Given entries ▸
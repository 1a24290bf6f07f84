//! MCP tool request types.
//!
//! These structs define the arguments for each registry operation. Their
//! JSON Schemas are what `tools/list` advertises. They are serialized again
//! when handed to the operation catalog.

use rmcp::schemars::JsonSchema;
use serde::{Deserialize, Serialize};

/// Default number of search hits returned.
pub const DEFAULT_SEARCH_LIMIT: usize = 10;
/// Default number of versions returned, newest first.
pub const DEFAULT_VERSIONS_LIMIT: usize = 20;
/// Upper bound accepted for any `limit` argument.
pub const MAX_LIMIT: usize = 100;

#[derive(Debug, Serialize, Deserialize, JsonSchema)]
pub struct PackageRequest {
    #[schemars(
        description = "Exact package name as published (npm scoped names like @scope/name are accepted)"
    )]
    #[serde(alias = "package", alias = "crate")]
    pub name: String,
}

#[derive(Debug, Serialize, Deserialize, JsonSchema)]
pub struct SearchRequest {
    #[schemars(description = "Free-text search query")]
    #[serde(alias = "q", alias = "text")]
    pub query: String,
    #[schemars(description = "Maximum results to return (1-100, default: 10)")]
    #[serde(alias = "size", alias = "per_page", skip_serializing_if = "Option::is_none")]
    pub limit: Option<usize>,
}

#[derive(Debug, Serialize, Deserialize, JsonSchema)]
pub struct VersionsRequest {
    #[schemars(description = "Exact package name as published")]
    #[serde(alias = "package", alias = "crate")]
    pub name: String,
    #[schemars(description = "Maximum versions to return, newest first (1-100, default: 20)")]
    #[serde(alias = "count", skip_serializing_if = "Option::is_none")]
    pub limit: Option<usize>,
}

/// Clamp an optional `limit` argument into `1..=MAX_LIMIT`.
pub fn clamp_limit(limit: Option<usize>, default: usize) -> usize {
    limit.unwrap_or(default).clamp(1, MAX_LIMIT)
}
/// A stream that yields already computed replies and ends.
fn replay(replies: Vec<Value>, batch: bool) -> EventStream {
    let (tx, events) = stream::channel();
    let frames = if batch {
        vec![Value::Array(replies)]
    } else {
        replies
    };
    for frame in frames {
        if tx.try_send(StreamEvent::Message(frame)).is_err() {
            break;
        }
    }
    events
}

async fn keep_alive(tx: EventSender, period: Duration, shutdown: CancellationToken) {
    let mut ticker = tokio::time::interval(period);
    ticker.tick().await;
    loop {
        tokio::select! {
            _ = shutdown.cancelled() => break,
            _ = tx.closed() => break,
            _ = ticker.tick() => {
                if tx.send(StreamEvent::KeepAlive).await.is_err() {
                    break;
                }
            }
        }
    }
}
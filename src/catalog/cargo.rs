//! crates.io operations.

use super::{decode_args, validate_package_name, OperationFuture, UpstreamClient};
use crate::error::ToolError;
use crate::server::{
    clamp_limit, PackageRequest, SearchRequest, VersionsRequest, DEFAULT_SEARCH_LIMIT,
    DEFAULT_VERSIONS_LIMIT,
};
use futures::FutureExt;
use serde_json::{json, Value};

const API: &str = "https://crates.io/api/v1/crates";

pub(super) fn details(client: UpstreamClient, arguments: Value) -> OperationFuture {
    fetch_details(client, arguments).boxed()
}

pub(super) fn search(client: UpstreamClient, arguments: Value) -> OperationFuture {
    fetch_search(client, arguments).boxed()
}

pub(super) fn versions(client: UpstreamClient, arguments: Value) -> OperationFuture {
    fetch_versions(client, arguments).boxed()
}

async fn fetch_details(client: UpstreamClient, arguments: Value) -> Result<Value, ToolError> {
    let req: PackageRequest = decode_args(arguments)?;
    let name = validate_package_name(&req.name, false)?;
    let doc = client.get_json(&format!("{API}/{name}"), name).await?;
    Ok(summarize_details(&doc))
}

async fn fetch_search(client: UpstreamClient, arguments: Value) -> Result<Value, ToolError> {
    let req: SearchRequest = decode_args(arguments)?;
    let query = req.query.trim();
    if query.is_empty() {
        return Err(ToolError::InvalidParams("query must not be empty".to_string()));
    }
    let per_page = clamp_limit(req.limit, DEFAULT_SEARCH_LIMIT);
    let doc = client
        .get_json_with_query(
            API,
            &[("q", query.to_string()), ("per_page", per_page.to_string())],
            query,
        )
        .await?;
    Ok(summarize_search(query, &doc))
}

async fn fetch_versions(client: UpstreamClient, arguments: Value) -> Result<Value, ToolError> {
    let req: VersionsRequest = decode_args(arguments)?;
    let name = validate_package_name(&req.name, false)?;
    let limit = clamp_limit(req.limit, DEFAULT_VERSIONS_LIMIT);
    let doc = client
        .get_json(&format!("{API}/{name}/versions"), name)
        .await?;
    Ok(summarize_versions(name, &doc, limit))
}

fn summarize_details(doc: &Value) -> Value {
    let krate = &doc["crate"];
    let categories: Vec<&Value> = doc["categories"]
        .as_array()
        .map(|list| list.iter().map(|c| &c["category"]).collect())
        .unwrap_or_default();

    json!({
        "name": krate["name"],
        "description": krate["description"],
        "newestVersion": krate["newest_version"],
        "maxStableVersion": krate["max_stable_version"],
        "downloads": krate["downloads"],
        "recentDownloads": krate["recent_downloads"],
        "license": doc["versions"][0]["license"],
        "repository": krate["repository"],
        "documentation": krate["documentation"],
        "homepage": krate["homepage"],
        "keywords": krate["keywords"],
        "categories": categories,
        "createdAt": krate["created_at"],
        "updatedAt": krate["updated_at"],
    })
}

fn summarize_search(query: &str, doc: &Value) -> Value {
    let results: Vec<Value> = doc["crates"]
        .as_array()
        .map(|crates| {
            crates
                .iter()
                .map(|c| {
                    json!({
                        "name": c["name"],
                        "version": c["max_stable_version"].as_str().or(c["newest_version"].as_str()),
                        "description": c["description"],
                        "downloads": c["downloads"],
                    })
                })
                .collect()
        })
        .unwrap_or_default();

    json!({
        "query": query,
        "total": doc["meta"]["total"],
        "results": results,
    })
}

/// crates.io already lists versions newest first.
fn summarize_versions(name: &str, doc: &Value, limit: usize) -> Value {
    let all = doc["versions"].as_array().map(Vec::as_slice).unwrap_or_default();
    let versions: Vec<Value> = all
        .iter()
        .take(limit)
        .map(|v| {
            json!({
                "version": v["num"],
                "published": v["created_at"],
                "yanked": v["yanked"].as_bool().unwrap_or(false),
                "downloads": v["downloads"],
                "license": v["license"],
            })
        })
        .collect();

    json!({
        "name": name,
        "totalVersions": all.len(),
        "versions": versions,
    })
}

#[cfg(test)]
mod tests {
    use super::*;

    #[test]
    fn details_summary() {
        let doc = json!({
            "crate": {
                "name": "serde",
                "description": "A generic serialization/deserialization framework",
                "newest_version": "1.0.210",
                "max_stable_version": "1.0.210",
                "downloads": 400000000u64,
                "repository": "https://github.com/serde-rs/serde"
            },
            "versions": [{"num": "1.0.210", "license": "MIT OR Apache-2.0"}],
            "categories": [{"category": "Encoding"}, {"category": "No standard library"}]
        });
        let summary = summarize_details(&doc);
        assert_eq!(summary["name"], json!("serde"));
        assert_eq!(summary["maxStableVersion"], json!("1.0.210"));
        assert_eq!(summary["license"], json!("MIT OR Apache-2.0"));
        assert_eq!(summary["categories"], json!(["Encoding", "No standard library"]));
    }

    #[test]
    fn search_prefers_stable_version() {
        let doc = json!({
            "crates": [
                {"name": "tokio", "newest_version": "2.0.0-alpha.1", "max_stable_version": "1.40.0"},
                {"name": "tokio-fake", "newest_version": "0.1.0", "max_stable_version": null}
            ],
            "meta": {"total": 2}
        });
        let summary = summarize_search("tokio", &doc);
        assert_eq!(summary["total"], json!(2));
        assert_eq!(summary["results"][0]["version"], json!("1.40.0"));
        assert_eq!(summary["results"][1]["version"], json!("0.1.0"));
    }

    #[test]
    fn versions_are_limited() {
        let doc = json!({
            "versions": [
                {"num": "1.1.0", "created_at": "2024-02-01T00:00:00Z", "yanked": false},
                {"num": "1.0.1", "created_at": "2024-01-15T00:00:00Z", "yanked": true},
                {"num": "1.0.0", "created_at": "2024-01-01T00:00:00Z"}
            ]
        });
        let summary = summarize_versions("demo", &doc, 2);
        assert_eq!(summary["totalVersions"], json!(3));
        let versions = summary["versions"].as_array().expect("versions");
        assert_eq!(versions.len(), 2);
        assert_eq!(versions[1]["yanked"], json!(true));
    }
}
//! Package Registry MCP Server
//!
//! This binary serves the MCP server over streamable HTTP.
//!
//! Architecture:
//! - One tokio runtime runs the accept loop; each connection gets its own task
//! - A background task reaps idle sessions
//! - On SIGINT/SIGTERM the accept loop stops and live sessions are closed

use clap::{Args, Parser, Subcommand};
use package_registry_mcp::config::{
    nonzero_secs, DEFAULT_HOST, DEFAULT_PORT, DEFAULT_SESSION_IDLE_TIMEOUT_SECS,
    DEFAULT_SSE_KEEP_ALIVE_SECS, DEFAULT_UPSTREAM_TIMEOUT_SECS,
};
use package_registry_mcp::http::DEFAULT_MAX_BODY_BYTES;
use package_registry_mcp::{
    serve, spawn_idle_reaper, tool_registry, FrontDoor, PackageRegistryServer, RegistryCatalog,
    ServerConfig, SessionRegistry, ToolCategory, UpstreamClient,
};
use std::sync::Arc;
use std::time::Duration;
use tokio::net::TcpListener;
use tokio_util::sync::CancellationToken;
use tracing::{error, info};
use tracing_subscriber::{fmt, prelude::*, EnvFilter};

#[derive(Parser)]
#[command(
    name = "package-registry-mcp",
    version,
    about = "MCP server for npm, crates.io and PyPI package information"
)]
struct Cli {
    #[command(subcommand)]
    command: Option<Command>,
    #[command(flatten)]
    serve: ServeArgs,
}

#[derive(Subcommand)]
enum Command {
    /// Print the tool catalog and exit
    Tools,
}

#[derive(Args)]
struct ServeArgs {
    /// Host to bind
    #[arg(long, env = "HOST", default_value = DEFAULT_HOST)]
    host: String,
    /// Port to listen on
    #[arg(long, env = "PORT", default_value_t = DEFAULT_PORT)]
    port: u16,
    /// Close sessions idle for this many seconds (0 disables)
    #[arg(long, default_value_t = DEFAULT_SESSION_IDLE_TIMEOUT_SECS)]
    session_idle_timeout_secs: u64,
    /// SSE keep-alive interval in seconds (0 disables)
    #[arg(long, default_value_t = DEFAULT_SSE_KEEP_ALIVE_SECS)]
    sse_keep_alive_secs: u64,
    /// Always answer with a single JSON body, even if the client accepts SSE
    #[arg(long)]
    json_response: bool,
    /// Timeout for upstream registry requests in seconds
    #[arg(long, default_value_t = DEFAULT_UPSTREAM_TIMEOUT_SECS)]
    upstream_timeout_secs: u64,
    /// Largest accepted request body in bytes
    #[arg(long, default_value_t = DEFAULT_MAX_BODY_BYTES)]
    max_body_bytes: usize,
}

impl From<ServeArgs> for ServerConfig {
    fn from(args: ServeArgs) -> Self {
        Self {
            host: args.host,
            port: args.port,
            session_idle_timeout: nonzero_secs(args.session_idle_timeout_secs),
            sse_keep_alive: nonzero_secs(args.sse_keep_alive_secs),
            json_response: args.json_response,
            upstream_timeout: Duration::from_secs(args.upstream_timeout_secs.max(1)),
            max_body_bytes: args.max_body_bytes,
        }
    }
}

#[tokio::main]
async fn main() -> anyhow::Result<()> {
    // Initialize logging to stderr
    tracing_subscriber::registry()
        .with(fmt::layer().with_writer(std::io::stderr))
        .with(
            EnvFilter::try_from_default_env()
                .unwrap_or_else(|_| EnvFilter::new("package_registry_mcp=info")),
        )
        .init();

    let cli = Cli::parse();
    match cli.command {
        Some(Command::Tools) => {
            print_tools();
            Ok(())
        }
        None => run_server(cli.serve.into()).await,
    }
}

fn print_tools() {
    for &category in ToolCategory::all() {
        println!("{} - {}", category.as_str(), category.description());
        for tool in tool_registry::tools_in(category) {
            println!("  {:<16} {}", tool.name, tool.short_desc);
        }
    }
}

async fn wait_for_shutdown_signal() -> anyhow::Result<()> {
    #[cfg(unix)]
    {
        use tokio::signal::unix::{signal, SignalKind};

        let mut sigterm = signal(SignalKind::terminate())?;
        let mut sigint = signal(SignalKind::interrupt())?;
        let mut sigquit = signal(SignalKind::quit())?;
        tokio::select! {
            _ = sigterm.recv() => {},
            _ = sigint.recv() => {},
            _ = sigquit.recv() => {},
            _ = tokio::signal::ctrl_c() => {},
        }
    }

    #[cfg(not(unix))]
    {
        tokio::signal::ctrl_c().await?;
    }

    Ok(())
}

async fn run_server(config: ServerConfig) -> anyhow::Result<()> {
    info!("Starting Package Registry MCP Server (streamable HTTP mode)");

    let bind_addr = config.bind_addr()?;
    let client = UpstreamClient::new(config.upstream_timeout)
        .map_err(|e| anyhow::anyhow!("failed to build upstream client: {e}"))?;
    let catalog = Arc::new(RegistryCatalog::new(client));
    info!(tools = catalog.len(), "Operation catalog ready");

    let engine = Arc::new(PackageRegistryServer::new(catalog));
    let registry = SessionRegistry::new(config.transport());
    let front_door = FrontDoor::new(registry.clone(), engine)
        .with_json_response(config.json_response)
        .with_max_body_bytes(config.max_body_bytes);

    let listener = TcpListener::bind(bind_addr)
        .await
        .map_err(|e| anyhow::anyhow!("bind failed: {e}"))?;

    let cancel = CancellationToken::new();
    let reaper = match (config.session_idle_timeout, config.sweep_interval()) {
        (Some(max_idle), Some(interval)) => Some(spawn_idle_reaper(
            registry.clone(),
            max_idle,
            interval,
            cancel.clone(),
        )),
        _ => {
            info!("Idle session reaper disabled");
            None
        }
    };

    let cancel_for_shutdown = cancel.clone();
    tokio::spawn(async move {
        if wait_for_shutdown_signal().await.is_ok() {
            info!("Shutdown signal received");
            cancel_for_shutdown.cancel();
        } else {
            error!("Shutdown signal handler failed; server will continue running");
        }
    });

    let result = serve(listener, front_door, cancel.clone()).await;
    cancel.cancel();
    if let Some(reaper) = reaper {
        let _ = reaper.await;
    }
    let closed = registry.drain().await;
    info!(sessions = closed, "Server stopped");

    result.map_err(|e| anyhow::anyhow!("HTTP server error: {e}"))
}
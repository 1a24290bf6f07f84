//! Operation catalog: the package lookups the engine can dispatch to.
//!
//! Each operation is a plain function from decoded arguments to a JSON
//! result or a [`ToolError`]. The table is fixed at startup from
//! [`TOOL_REGISTRY`](crate::tool_registry::TOOL_REGISTRY); tool descriptors
//! and argument schemas come from the server's tool router.

mod cargo;
mod npm;
mod pypi;
mod upstream;

pub use upstream::UpstreamClient;

use crate::error::ToolError;
use crate::tool_registry::{ToolInfo, TOOL_REGISTRY};
use futures::future::BoxFuture;
use serde::de::DeserializeOwned;
use serde_json::Value;
use tracing::warn;

/// Longest package name accepted by any supported registry.
const MAX_NAME_LEN: usize = 214;

/// Future returned by an operation. `'static` so the engine can spawn it.
pub type OperationFuture = BoxFuture<'static, Result<Value, ToolError>>;

/// The set of operations exposed as MCP tools.
pub trait OperationCatalog: Send + Sync {
    /// Start operation `name`. `None` if no such operation exists.
    fn call(&self, name: &str, arguments: Value) -> Option<OperationFuture>;
}

type Handler = fn(UpstreamClient, Value) -> OperationFuture;

struct Operation {
    info: &'static ToolInfo,
    handler: Handler,
}

/// Catalog backed by the public npm, crates.io and PyPI registries.
pub struct RegistryCatalog {
    client: UpstreamClient,
    operations: Vec<Operation>,
}

impl RegistryCatalog {
    pub fn new(client: UpstreamClient) -> Self {
        let operations = TOOL_REGISTRY
            .iter()
            .filter_map(|info| match bind(info.name) {
                Some(handler) => Some(Operation { info, handler }),
                None => {
                    warn!(tool = info.name, "No handler for registered tool");
                    None
                }
            })
            .collect();
        Self { client, operations }
    }

    pub fn len(&self) -> usize {
        self.operations.len()
    }

    pub fn is_empty(&self) -> bool {
        self.operations.is_empty()
    }
}

fn bind(name: &str) -> Option<Handler> {
    let handler: Handler = match name {
        "npm_details" => npm::details,
        "npm_search" => npm::search,
        "npm_versions" => npm::versions,
        "cargo_details" => cargo::details,
        "cargo_search" => cargo::search,
        "cargo_versions" => cargo::versions,
        "pypi_details" => pypi::details,
        "pypi_versions" => pypi::versions,
        _ => return None,
    };
    Some(handler)
}

impl OperationCatalog for RegistryCatalog {
    fn call(&self, name: &str, arguments: Value) -> Option<OperationFuture> {
        let op = self.operations.iter().find(|op| op.info.name == name)?;
        Some((op.handler)(self.client.clone(), arguments))
    }
}

pub(crate) fn decode_args<T: DeserializeOwned>(arguments: Value) -> Result<T, ToolError> {
    serde_json::from_value(arguments).map_err(|e| ToolError::InvalidParams(e.to_string()))
}

/// Sanity check a package name before it goes into an upstream URL.
/// `scoped` allows one `@scope/` prefix (npm).
pub(crate) fn validate_package_name(name: &str, scoped: bool) -> Result<&str, ToolError> {
    let name = name.trim();
    if name.is_empty() {
        return Err(ToolError::InvalidParams(
            "package name must not be empty".to_string(),
        ));
    }
    if name.len() > MAX_NAME_LEN {
        return Err(ToolError::InvalidParams(format!(
            "package name longer than {MAX_NAME_LEN} characters"
        )));
    }
    let bare = match name.strip_prefix('@') {
        Some(rest) if scoped => match rest.split_once('/') {
            Some((scope, pkg)) if !scope.is_empty() && !pkg.is_empty() => {
                format!("{scope}{pkg}")
            }
            _ => {
                return Err(ToolError::InvalidParams(format!(
                    "invalid scoped package name: {name}"
                )))
            }
        },
        _ => name.to_string(),
    };
    let valid = !bare.starts_with('.')
        && bare
            .chars()
            .all(|c| c.is_ascii_alphanumeric() || matches!(c, '-' | '_' | '.' | '~'));
    if !valid {
        return Err(ToolError::InvalidParams(format!(
            "invalid package name: {name}"
        )));
    }
    Ok(name)
}

#[cfg(test)]
pub(crate) mod test_support {
    //! In-memory catalog for engine and transport tests.
    //!
    //! Only `npm_details` exists. The package name picks the behaviour:
    //! `left-pad` resolves, `slow` never finishes in test time, `explode`
    //! panics and anything else is not found.

    use super::*;
    use crate::server::PackageRequest;
    use futures::FutureExt;
    use serde_json::json;
    use std::time::Duration;

    pub struct StaticCatalog;

    impl OperationCatalog for StaticCatalog {
        fn call(&self, name: &str, arguments: Value) -> Option<OperationFuture> {
            (name == "npm_details").then(|| details(arguments).boxed())
        }
    }

    async fn details(arguments: Value) -> Result<Value, ToolError> {
        let req: PackageRequest = decode_args(arguments)?;
        match req.name.as_str() {
            "left-pad" => Ok(json!({"name": "left-pad", "latestVersion": "1.3.0"})),
            "slow" => {
                tokio::time::sleep(Duration::from_secs(30)).await;
                Ok(json!({}))
            }
            "explode" => panic!("operation exploded"),
            _ => Err(ToolError::NotFound(req.name)),
        }
    }
}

What is expected ▸
One number should be returned: how many lines in the records contain the word "Duration".

Exercise response ▸
5